(Stored data)
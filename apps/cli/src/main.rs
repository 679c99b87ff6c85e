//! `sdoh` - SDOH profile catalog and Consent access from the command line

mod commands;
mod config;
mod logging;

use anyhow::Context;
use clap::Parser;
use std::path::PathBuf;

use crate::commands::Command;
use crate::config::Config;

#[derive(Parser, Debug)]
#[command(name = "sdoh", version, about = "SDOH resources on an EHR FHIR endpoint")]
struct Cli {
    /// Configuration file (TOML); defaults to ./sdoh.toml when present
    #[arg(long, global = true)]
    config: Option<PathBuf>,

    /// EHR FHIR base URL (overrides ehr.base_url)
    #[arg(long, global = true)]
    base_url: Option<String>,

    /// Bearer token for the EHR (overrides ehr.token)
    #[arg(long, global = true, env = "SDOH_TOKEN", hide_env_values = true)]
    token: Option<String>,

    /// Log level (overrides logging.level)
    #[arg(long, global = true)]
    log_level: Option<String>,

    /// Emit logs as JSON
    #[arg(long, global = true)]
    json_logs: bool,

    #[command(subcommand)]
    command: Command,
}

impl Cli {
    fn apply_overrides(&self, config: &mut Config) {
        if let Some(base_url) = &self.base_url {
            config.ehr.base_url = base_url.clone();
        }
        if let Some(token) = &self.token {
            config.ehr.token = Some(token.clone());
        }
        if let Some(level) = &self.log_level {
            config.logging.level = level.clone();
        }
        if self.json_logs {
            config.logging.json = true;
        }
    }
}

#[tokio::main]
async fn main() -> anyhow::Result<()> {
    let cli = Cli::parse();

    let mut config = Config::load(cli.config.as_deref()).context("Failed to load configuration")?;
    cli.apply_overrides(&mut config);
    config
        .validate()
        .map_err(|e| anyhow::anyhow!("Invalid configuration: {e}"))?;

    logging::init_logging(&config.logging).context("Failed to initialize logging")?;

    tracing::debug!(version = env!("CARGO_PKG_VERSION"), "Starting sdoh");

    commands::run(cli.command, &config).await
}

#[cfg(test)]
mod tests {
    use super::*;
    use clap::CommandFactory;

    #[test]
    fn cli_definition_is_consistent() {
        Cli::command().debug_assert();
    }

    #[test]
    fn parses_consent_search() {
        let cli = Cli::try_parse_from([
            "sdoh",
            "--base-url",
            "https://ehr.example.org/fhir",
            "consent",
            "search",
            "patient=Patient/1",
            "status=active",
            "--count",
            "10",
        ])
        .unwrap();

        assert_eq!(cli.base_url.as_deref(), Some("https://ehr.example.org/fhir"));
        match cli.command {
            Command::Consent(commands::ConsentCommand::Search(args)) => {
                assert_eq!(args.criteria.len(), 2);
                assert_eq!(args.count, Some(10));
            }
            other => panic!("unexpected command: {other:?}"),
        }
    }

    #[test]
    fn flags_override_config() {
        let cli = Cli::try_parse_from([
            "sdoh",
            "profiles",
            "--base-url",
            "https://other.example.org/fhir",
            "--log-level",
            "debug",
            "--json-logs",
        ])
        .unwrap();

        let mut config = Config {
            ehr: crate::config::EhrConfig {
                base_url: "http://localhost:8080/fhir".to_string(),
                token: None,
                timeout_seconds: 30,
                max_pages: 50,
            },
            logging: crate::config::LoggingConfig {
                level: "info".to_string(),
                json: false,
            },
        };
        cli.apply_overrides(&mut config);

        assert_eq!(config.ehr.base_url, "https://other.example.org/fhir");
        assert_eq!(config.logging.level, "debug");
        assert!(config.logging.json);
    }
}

**Exercise details**
All of the entries above need to be reproduced verbatim.

**Written response**
filename apps/cli/src/main.rs
repository 679c99b87ff6c85e
//! `sdoh` - SDOH profile catalog and Consent access from the command line

mod commands;
mod config;
mod logging;

use anyhow::Context;
use clap::Parser;
use std::path::PathBuf;

use crate::commands::Command;
use crate::config::Config;

#[derive(Parser, Debug)]
#[command(name = "sdoh", version, about = "SDOH resources on an EHR FHIR endpoint")]
struct Cli {
    /// Configuration file (TOML); defaults to ./sdoh.toml when present
    #[arg(long, global = true)]
    config: Option<PathBuf>,

    /// EHR FHIR base URL (overrides ehr.base_url)
    #[arg(long, global = true)]
    base_url: Option<String>,

    /// Bearer token for the EHR (overrides ehr.token)
    #[arg(long, global = true, env = "SDOH_TOKEN", hide_env_values = true)]
    token: Option<String>,

    /// Log level (overrides logging.level)
    #[arg(long, global = true)]
    log_level: Option<String>,

    /// Emit logs as JSON
    #[arg(long, global = true)]
    json_logs: bool,

    #[command(subcommand)]
    command: Command,
}

impl Cli {
    fn apply_overrides(&self, config: &mut Config) {
        if let Some(base_url) = &self.base_url {
            config.ehr.base_url = base_url.clone();
        }
        if let Some(token) = &self.token {
            config.ehr.token = Some(token.clone());
        }
        if let Some(level) = &self.log_level {
            config.logging.level = level.clone();
        }
        if self.json_logs {
            config.logging.json = true;
        }
    }
}

#[tokio::main]
async fn main() -> anyhow::Result<()> {
    let cli = Cli::parse();

    let mut config = Config::load(cli.config.as_deref()).context("Failed to load configuration")?;
    cli.apply_overrides(&mut config);
    config
        .validate()
        .map_err(|e| anyhow::anyhow!("Invalid configuration: {e}"))?;

    logging::init_logging(&config.logging).context("Failed to initialize logging")?;

    tracing::debug!(version = env!("CARGO_PKG_VERSION"), "Starting sdoh");

    commands::run(cli.command, &config).await
}

#[cfg(test)]
mod tests {
    use super::*;
    use clap::CommandFactory;

    #[test]
    fn cli_definition_is_consistent() {
        Cli::command().debug_assert();
    }

    #[test]
    fn parses_consent_search() {
        let cli = Cli::try_parse_from([
            "sdoh",
            "--base-url",
            "https://ehr.example.org/fhir",
            "consent",
            "search",
            "patient=Patient/1",
            "status=active",
            "--count",
            "10",
        ])
        .unwrap();

        assert_eq!(cli.base_url.as_deref(), Some("https://ehr.example.org/fhir"));
        match cli.command {
            Command::Consent(commands::ConsentCommand::Search(args)) => {
                assert_eq!(args.criteria.len(), 2);
                assert_eq!(args.count, Some(10));
            }
            other => panic!("unexpected command: {other:?}"),
        }
    }

    #[test]
    fn flags_override_config() {
        let cli = Cli::try_parse_from([
            "sdoh",
            "profiles",
            "--base-url",
            "https://other.example.org/fhir",
            "--log-level",
            "debug",
            "--json-logs",
        ])
        .unwrap();

        let mut config = Config {
            ehr: crate::config::EhrConfig {
                base_url: "http://localhost:8080/fhir".to_string(),
                token: None,
                timeout_seconds: 30,
                max_pages: 50,
            },
            logging: crate::config::LoggingConfig {
                level: "info".to_string(),
                json: false,
            },
        };
        cli.apply_overrides(&mut config);

        assert_eq!(config.ehr.base_url, "https://other.example.org/fhir");
        assert_eq!(config.logging.level, "debug");
        assert!(config.logging.json);
    }
}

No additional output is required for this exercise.